This lab assignment requires you to compare the performance of two distinct sorting algorithms to obtain some appreciation for the parameters to be considered in selecting an appropriate sort. Write a HeapSort and a Shell Sort. They should both be recursive or both be iterative, so that the overhead of recursion will not be a factor in your comparisons. In this case, iteration is recommended. Be sure to justify your choice. Also, consider how your code would have differed if you had made the other choice.
The strategy behind a Shell Sort is to create a more nearly optimal environment for a simple, relatively inefficient sort technique, namely Simple Insertion Sort. This optimal environment allows the simple strategy to be efficient. Use increments of 1, 4, 13, 40, 121, 364 and 1093; then increments of 1, 5, 17, 53, 149, 373 and 1123; then increments of 1, 10, 30, 60, 120, 360 and 1080; and then one more set of increments of your choice. Please note that the increment sets will need to be supplemented if you use larger data sets. You will have four different Shell sort to run.
Heap Sort is a practical sort to know and is based on the concept of a heap. It has two phases: Build the heap and extract the elements in sorted order from the heap. Altogether, you will have five sorts.
Create input files of four sizes: 50, 500, 1000, 2000, and 5000 integers. For each size file, make three versions. On the first, use a randomly ordered data set. On the second, use the integers in reverse order. On the third, use the integers in normal ascending order. (You may use a random number generator or shuffle function to create the randomly ordered file. It is important to avoid too many duplicates. Keep them to about 1%). This means you have an input set of 15 files plus whatever you deem necessary and reasonable. Files are available at on the course web page if you want to copy them. Your data should be formatted so that each number is on a separate line with no leading blanks. There should be no blank lines in the file.
Each sort must be run against all the input files. This will give you at least 75 runs For grading purposes, for each sort, generate output only from the files of size 50. You will have 15 sets of output to turn in for the size 50 files. Your code needs to print out the sorted values and the times for each of the Shell Sorts and the Heap Sort for each of the three orders for size 50.
Your program should access the system clock to get some time values for the different runs. The call to the clock should be placed as close as possible to the beginning and the end of each sort. If other code is included, it may have a large, fixed, cost, which would tend to drown out the differences between the runs, if any. Why take a chance! If you get too many zero time data values or any negative time values then you must fix the problem. One way to do this is to use larger, files than those specified. Another solution is to perform the sorting in a loop, N times, and calculates an average value. You would need to be careful to start over with unsorted data, each time through the loop.

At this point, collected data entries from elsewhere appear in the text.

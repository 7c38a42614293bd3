use serde::{Deserialize, Serialize};
use strum::Display;

use super::{ErrorSeverity, GatewayError, SubmissionErrorKind};

/// Who performs the broadcast for a queued or submitted request.
#[derive(Debug, Clone, Copy, Serialize, Deserialize, PartialEq, Eq, Display, Default)]
#[serde(rename_all = "snake_case")]
#[strum(serialize_all = "snake_case")]
pub enum SubmissionMode {
    /// The relayer signs nothing but submits the pre-signed body itself.
    #[default]
    ServerSubmit,
    /// The owning wallet broadcasts; the relayer only tracks confirmation.
    WalletSubmit,
}

/// Caller-tunable knobs for one `submit` call.
#[derive(Debug, Clone, Default, Deserialize)]
pub struct SubmissionOptions {
    #[serde(default)]
    pub mode: SubmissionMode,
    /// Cancel any in-progress submission for the same request before
    /// starting. The override waits for the cancelled attempt to observe
    /// its cancellation before broadcasting.
    #[serde(default)]
    pub force: bool,
    /// Overrides the configured per-call attempt budget.
    pub max_attempts: Option<u32>,
    /// When set and all attempts are exhausted on a retryable error, the
    /// tracker arms a delayed retry instead of marking the request failed.
    pub retry_delay_ms: Option<u64>,
}

/// Structured analysis of the classified error carried in a failed
/// submission outcome.
#[derive(Debug, Clone, Serialize, Deserialize, PartialEq, Eq)]
pub struct ErrorAnalysis {
    pub kind: SubmissionErrorKind,
    pub retryable: bool,
    pub needs_rebuild: bool,
    pub severity: ErrorSeverity,
}

impl From<&GatewayError> for ErrorAnalysis {
    fn from(error: &GatewayError) -> Self {
        Self {
            kind: error.kind,
            retryable: error.kind.is_retryable(),
            needs_rebuild: error.kind.needs_rebuild(),
            severity: error.kind.severity(),
        }
    }
}

/// Terminal result of one `submit` call. Gateway failures are folded into
/// this structure rather than thrown past the tracker boundary.
#[derive(Debug, Clone, Serialize, Deserialize)]
pub struct SubmissionOutcome {
    pub success: bool,
    pub tx_hash: Option<String>,
    pub error: Option<String>,
    pub error_analysis: Option<ErrorAnalysis>,
    pub attempts: u32,
    pub mode: SubmissionMode,
    /// Set when exhaustion was converted into a delayed retry instead of a
    /// failed request.
    pub retry_scheduled: bool,
}

impl SubmissionOutcome {
    pub fn succeeded(tx_hash: String, attempts: u32, mode: SubmissionMode) -> Self {
        Self {
            success: true,
            tx_hash: Some(tx_hash),
            error: None,
            error_analysis: None,
            attempts,
            mode,
            retry_scheduled: false,
        }
    }

    pub fn failed(error: &GatewayError, attempts: u32, mode: SubmissionMode) -> Self {
        Self {
            success: false,
            tx_hash: None,
            error: Some(error.to_string()),
            error_analysis: Some(ErrorAnalysis::from(error)),
            attempts,
            mode,
            retry_scheduled: false,
        }
    }

    pub fn cancelled(attempts: u32, mode: SubmissionMode) -> Self {
        Self {
            success: false,
            tx_hash: None,
            error: Some("submission cancelled".to_string()),
            error_analysis: None,
            attempts,
            mode,
            retry_scheduled: false,
        }
    }
}

/// Tracker-side view of a request's submission state. Unknown ids report
/// the inactive default.
#[derive(Debug, Clone, Serialize, Deserialize, Default, PartialEq, Eq)]
pub struct SubmissionStatus {
    pub is_active: bool,
    pub has_retry_scheduled: bool,
}

/// Aggregate tracker counters for observability.
#[derive(Debug, Clone, Serialize, Deserialize, Default)]
pub struct TrackerStats {
    pub active_count: usize,
    pub scheduled_retry_count: usize,
    pub total_submitted: u64,
    pub total_failed: u64,
    pub total_cancelled: u64,
}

Turn in a analysis comparing the two sorts and their performance. Be sure to comment on the relative runtimes of the various runs, the effect of the order of the data, the effect of different size files, and the effect of different increment sizes for the Shell Sort. Which factor has the most effect on the efficiency? Be sure to consider both time and space efficiency. Be sure to justify your data structures. As time permits consider implementing a Straight Insertion Sort to compare with Shell Sort. Also, consider files of size 10,000 or additional random files - perhaps with 15-20% duplicates. Your write-up must include a table of the times obtained.
In developing this assignment, please keep in mind that you will be turning in your source code to be run against my input. This is in addition to the runs you will need to make for analysis purposes. It needs to print out the sorted values. For grading purposes, it does not need to print the times, but the times should be printed in the sample runs you turn in.